> _Collected data_
:::::

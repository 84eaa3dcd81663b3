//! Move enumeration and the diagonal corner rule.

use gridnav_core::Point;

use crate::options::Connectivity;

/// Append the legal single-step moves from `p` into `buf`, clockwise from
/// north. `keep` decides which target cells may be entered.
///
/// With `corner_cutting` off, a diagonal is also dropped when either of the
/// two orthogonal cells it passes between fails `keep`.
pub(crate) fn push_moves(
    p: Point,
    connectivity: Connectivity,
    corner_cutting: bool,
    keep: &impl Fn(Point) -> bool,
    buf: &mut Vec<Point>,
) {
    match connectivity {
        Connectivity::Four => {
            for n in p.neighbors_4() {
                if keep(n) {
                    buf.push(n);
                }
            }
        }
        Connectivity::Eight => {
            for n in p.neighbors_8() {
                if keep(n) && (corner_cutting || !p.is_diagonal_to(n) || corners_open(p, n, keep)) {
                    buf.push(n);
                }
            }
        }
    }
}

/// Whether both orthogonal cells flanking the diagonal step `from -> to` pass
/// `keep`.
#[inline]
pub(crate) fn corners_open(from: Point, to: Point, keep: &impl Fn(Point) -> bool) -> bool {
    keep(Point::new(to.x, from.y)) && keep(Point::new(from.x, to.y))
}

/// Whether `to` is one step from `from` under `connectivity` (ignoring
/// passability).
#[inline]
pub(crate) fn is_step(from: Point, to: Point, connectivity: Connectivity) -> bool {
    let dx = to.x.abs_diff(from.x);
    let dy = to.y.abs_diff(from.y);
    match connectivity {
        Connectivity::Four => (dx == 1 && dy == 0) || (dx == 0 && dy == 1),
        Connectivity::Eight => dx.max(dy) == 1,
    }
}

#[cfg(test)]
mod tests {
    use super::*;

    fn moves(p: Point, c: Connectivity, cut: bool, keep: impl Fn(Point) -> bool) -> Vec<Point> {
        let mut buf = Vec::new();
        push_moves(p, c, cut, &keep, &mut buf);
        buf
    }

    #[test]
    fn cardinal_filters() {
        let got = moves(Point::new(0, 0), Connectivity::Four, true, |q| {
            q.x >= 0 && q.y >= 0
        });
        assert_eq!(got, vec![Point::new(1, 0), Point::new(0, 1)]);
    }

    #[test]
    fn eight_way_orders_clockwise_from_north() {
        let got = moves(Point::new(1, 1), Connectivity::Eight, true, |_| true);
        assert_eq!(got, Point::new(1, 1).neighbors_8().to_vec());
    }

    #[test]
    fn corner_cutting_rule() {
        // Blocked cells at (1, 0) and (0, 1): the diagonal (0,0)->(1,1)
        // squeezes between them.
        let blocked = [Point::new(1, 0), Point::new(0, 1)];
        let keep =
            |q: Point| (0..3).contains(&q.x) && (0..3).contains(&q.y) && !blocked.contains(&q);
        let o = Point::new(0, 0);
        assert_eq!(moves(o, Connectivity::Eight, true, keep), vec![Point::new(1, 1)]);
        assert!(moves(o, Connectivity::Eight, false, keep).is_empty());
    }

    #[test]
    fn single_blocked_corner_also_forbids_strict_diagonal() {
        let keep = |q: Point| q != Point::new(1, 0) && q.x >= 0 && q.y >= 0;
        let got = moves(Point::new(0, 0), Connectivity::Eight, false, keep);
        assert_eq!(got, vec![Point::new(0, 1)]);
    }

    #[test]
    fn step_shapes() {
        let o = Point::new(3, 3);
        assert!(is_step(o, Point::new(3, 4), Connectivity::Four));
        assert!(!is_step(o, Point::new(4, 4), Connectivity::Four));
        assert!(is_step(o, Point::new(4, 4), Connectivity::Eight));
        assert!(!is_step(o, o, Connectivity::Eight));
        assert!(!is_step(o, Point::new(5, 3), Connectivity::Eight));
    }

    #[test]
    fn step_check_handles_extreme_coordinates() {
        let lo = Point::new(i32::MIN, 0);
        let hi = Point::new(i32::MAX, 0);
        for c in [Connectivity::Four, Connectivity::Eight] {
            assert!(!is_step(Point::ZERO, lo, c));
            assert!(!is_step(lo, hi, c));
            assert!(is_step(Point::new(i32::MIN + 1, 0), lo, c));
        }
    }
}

:::::

Quote exactly and only the lines from the one holding "assert!(moves(o, Connectivity::Eight, false, keep).is_empty());" through the end of the data.

> _Response to the task_
        assert!(moves(o, Connectivity::Eight, false, keep).is_empty());
    }

    #[test]
    fn single_blocked_corner_also_forbids_strict_diagonal() {
        let keep = |q: Point| q != Point::new(1, 0) && q.x >= 0 && q.y >= 0;
        let got = moves(Point::new(0, 0), Connectivity::Eight, false, keep);
        assert_eq!(got, vec![Point::new(0, 1)]);
    }

    #[test]
    fn step_shapes() {
        let o = Point::new(3, 3);
        assert!(is_step(o, Point::new(3, 4), Connectivity::Four));
        assert!(!is_step(o, Point::new(4, 4), Connectivity::Four));
        assert!(is_step(o, Point::new(4, 4), Connectivity::Eight));
        assert!(!is_step(o, o, Connectivity::Eight));
        assert!(!is_step(o, Point::new(5, 3), Connectivity::Eight));
    }

    #[test]
    fn step_check_handles_extreme_coordinates() {
        let lo = Point::new(i32::MIN, 0);
        let hi = Point::new(i32::MAX, 0);
        for c in [Connectivity::Four, Connectivity::Eight] {
            assert!(!is_step(Point::ZERO, lo, c));
            assert!(!is_step(lo, hi, c));
            assert!(is_step(Point::new(i32::MIN + 1, 0), lo, c));
        }
    }
}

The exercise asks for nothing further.